The Certain Advance of His Kingdom
As a chaplain with the local fire district, I am sometimes asked to scenes where there has been an unexpected death. For many of the survivors it is the worst day of their life. As a chaplain, mine is a ministry of compassion and comfort for a time that is very stressful. Those with a Christian faith are the easiest to deal with because they have that as a larger context and hope in which they can place their loss. At death, the Christian can take refuge in the larger picture of what the Bible says about death, resurrection, and eternity. When my father served as a missionary pastor on a very remote Indian reservation, he was invited to every burial, Christian or not. The Indians recognized that Christianity had a lot more to say about death than their own traditions.

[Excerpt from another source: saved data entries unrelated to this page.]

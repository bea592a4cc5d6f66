use {
    crate::{
        chain::Chain,
        holder::{Holder, Notifier},
        observe::{Broadcast, Fetchable, Observer, Sink, Source},
    },
    std::sync::{Arc, RwLock},
};

                    /*\
<<<<>>>><<>><><<>><<<*>>><<>><><<>><<<<>>>>
                 Suspender
<<<<>>>><<>><><<>><<<*>>><<>><><<>><<<<>>>>
                    \*/
#[derive(Clone, Copy, Debug, PartialEq, Eq)]
pub enum SuspendState {
    Resumed,
    Suspended,
}

impl SuspendState {
    pub fn is_suspended(self) -> bool {
        matches!(self, SuspendState::Suspended)
    }
}

//<<<<>>>><<>><><<>><<<*>>><<>><><<>><<<<>>>>

/// A boolean-gated valve that can be spliced into any chain.
///
/// Every transition call broadcasts the new state, including redundant ones
/// (holder semantics, no deduplication). The suspender is itself an
/// observable, fetchable source of its state.
#[derive(Clone)]
pub struct Suspender {
    holder: Holder<SuspendState>,
    notifier: Notifier<SuspendState>,
    _pipe: Observer,
}

impl Suspender {
    pub fn new() -> Self {
        Suspender::with_state(SuspendState::Resumed)
    }

    pub fn with_state(state: SuspendState) -> Self {
        let holder = Holder::new(state);
        let notifier = Notifier::new();
        let pipe = holder.chain().feed(&notifier).end();
        Suspender {
            holder,
            notifier,
            _pipe: pipe,
        }
    }

    pub fn state(&self) -> SuspendState {
        self.holder.value()
    }

    pub fn is_suspended(&self) -> bool {
        self.state().is_suspended()
    }

    pub fn set_state(&self, state: SuspendState) {
        #[cfg(feature = "tracing")]
        tracing::debug!(?state, "suspender transition");

        self.holder.set(state);
    }

    pub fn suspend(&self) {
        self.set_state(SuspendState::Suspended);
    }

    pub fn resume(&self) {
        self.set_state(SuspendState::Resumed);
    }

    /// Transition stream for the caching `suspend` operator; not replayed.
    pub(crate) fn transitions(&self) -> Chain<SuspendState, Notifier<SuspendState>> {
        self.notifier.chain()
    }
}

impl Default for Suspender {
    fn default() -> Self {
        Suspender::new()
    }
}

impl Source for Suspender {
    type Value = SuspendState;

    fn broadcast(&self) -> Broadcast<SuspendState> {
        self.holder.broadcast()
    }

    fn replay_value(&self) -> Option<SuspendState> {
        self.holder.replay_value()
    }
}

impl Fetchable for Suspender {
    fn fetched_value(&self) -> Option<SuspendState> {
        Some(self.state())
    }
}

impl Sink for Suspender {
    type Value = SuspendState;

    fn receive(&self, value: &SuspendState) {
        self.set_state(*value);
    }
}

                    /*\
<<<<>>>><<>><><<>><<<*>>><<>><><<>><<<<>>>>
              Suspend Operators
<<<<>>>><<>><><<>><<<*>>><<>><><<>><<<<>>>>
                    \*/
impl<Out, Src> Chain<Out, Src>
where
    Out: Clone + Send + Sync + 'static,
    Src: Source,
{
    /// Pure valve: values arriving while the suspender is suspended are
    /// dropped. No caching, no replay on resume.
    pub fn gate(self, suspender: &Suspender) -> Chain<Out, Src> {
        let gate = suspender.clone();
        self.filter(move |_| !gate.is_suspended())
    }
}

//<<<<>>>><<>><><<>><<<*>>><<>><><<>><<<<>>>>

impl<Out, Src> Chain<Out, Src>
where
    Out: Clone + Send + Sync + 'static,
    Src: Fetchable,
{
    /// Caching valve for fetchable roots: values arriving while suspended
    /// are withheld, keeping only the most recent. Transitioning to resumed
    /// releases that value exactly once and clears the cache; resuming with
    /// an empty cache emits nothing.
    pub fn suspend(self, suspender: &Suspender) -> Chain<Out, Src> {
        let cache = Arc::new(RwLock::new(None::<Out>));
        let gate = suspender.clone();
        self.pair(suspender.transitions())
            .filter_map(move |(value, transition)| match (value, transition) {
                (Some(value), _) => {
                    if gate.is_suspended() {
                        *cache.write().unwrap() = Some(value);
                        None
                    } else {
                        Some(value)
                    }
                }
                (None, Some(SuspendState::Suspended)) => {
                    cache.write().unwrap().take();
                    None
                }
                (None, Some(SuspendState::Resumed)) => cache.write().unwrap().take(),
                (None, None) => unreachable!("pair emits at least one side"),
            })
    }
}

//<<<<>>>><<>><><<>><<<*>>><<>><><<>><<<<>>>>

#[cfg(test)]
mod tests {
    use crate::{
        chain::suspend::*,
        holder::{Holder, Notifier},
        observe::Source,
    };
    use std::sync::{Arc, RwLock};

    #[test]
    fn suspender_state1() {
        let suspender = Suspender::new();

        assert!(!suspender.is_suspended());

        suspender.suspend();

        assert_eq!(suspender.state(), SuspendState::Suspended);

        suspender.resume();

        assert_eq!(suspender.state(), SuspendState::Resumed);
    }

    #[test]
    fn suspender_broadcasts_transitions1() {
        let suspender = Suspender::new();
        let received = Arc::new(RwLock::new(Vec::new()));

        let _observer = {
            let received = received.clone();
            suspender
                .chain()
                .each(move |state| received.write().unwrap().push(*state))
                .sync()
        };

        suspender.suspend();
        suspender.resume();

        assert_eq!(
            *received.read().unwrap(),
            vec![
                SuspendState::Resumed,
                SuspendState::Suspended,
                SuspendState::Resumed,
            ]
        );
    }

    #[test]
    fn gate_drops_without_cache1() {
        let notifier = Notifier::<i32>::new();
        let suspender = Suspender::new();
        let received = Arc::new(RwLock::new(Vec::new()));

        let _observer = {
            let received = received.clone();
            notifier
                .chain()
                .gate(&suspender)
                .each(move |value| received.write().unwrap().push(*value))
                .end()
        };

        notifier.notify(1);
        suspender.suspend();
        notifier.notify(2);
        suspender.resume();
        notifier.notify(3);

        // the value sent while suspended is gone for good
        assert_eq!(*received.read().unwrap(), vec![1, 3]);
    }

    #[test]
    fn suspend_caches_last_value1() {
        let holder = Holder::new(0);
        let suspender = Suspender::new();
        let received = Arc::new(RwLock::new(Vec::new()));

        let _observer = {
            let received = received.clone();
            holder
                .chain()
                .suspend(&suspender)
                .each(move |value| received.write().unwrap().push(*value))
                .sync()
        };

        assert_eq!(*received.read().unwrap(), vec![0]);

        suspender.suspend();

        holder.set(1);
        holder.set(2);

        assert_eq!(*received.read().unwrap(), vec![0]);

        suspender.resume();

        // exactly the most recent withheld value, exactly once
        assert_eq!(*received.read().unwrap(), vec![0, 2]);

        suspender.resume();

        assert_eq!(*received.read().unwrap(), vec![0, 2]);
    }

    #[test]
    fn suspend_resume_without_values1() {
        let holder = Holder::new(0);
        let suspender = Suspender::new();
        let received = Arc::new(RwLock::new(Vec::new()));

        let _observer = {
            let received = received.clone();
            holder
                .chain()
                .suspend(&suspender)
                .each(move |value| received.write().unwrap().push(*value))
                .end()
        };

        suspender.suspend();
        suspender.resume();

        assert_eq!(*received.read().unwrap(), Vec::<i32>::new());
    }

    #[test]
    fn sync_while_suspended_is_withheld1() {
        let holder = Holder::new(7);
        let suspender = Suspender::with_state(SuspendState::Suspended);
        let received = Arc::new(RwLock::new(Vec::new()));

        let _observer = {
            let received = received.clone();
            holder
                .chain()
                .suspend(&suspender)
                .each(move |value| received.write().unwrap().push(*value))
                .sync()
        };

        assert_eq!(*received.read().unwrap(), Vec::<i32>::new());

        suspender.resume();

        assert_eq!(*received.read().unwrap(), vec![7]);
    }
}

Death is beyond us, so we think in religious terms when it confronts us. Yet we should also think in terms of our larger religious worldview in matters that relate to our everyday life and actions. This is the ministry of Chalcedon. It is a “worldview” organization; though I prefer the term “world and life view” because it clearly implies our thinking must control our actions. I have often defined Christian Reconstruction as the work of describing the responsibilities of the citizen of the Kingdom of God.
The world of our day is self-destructing. It is coming to the logical end of its rebellion against God. A change is necessarily approaching, though I do not presume to know its course or timing. The comfort of the Christian faith must not be limited to death and dying. If we believe in the Lordship of Jesus Christ and the certain advance of His Kingdom, we can see a world in disarray and still have confidence that all things work together for good to them that love God, who are the called according to His purpose.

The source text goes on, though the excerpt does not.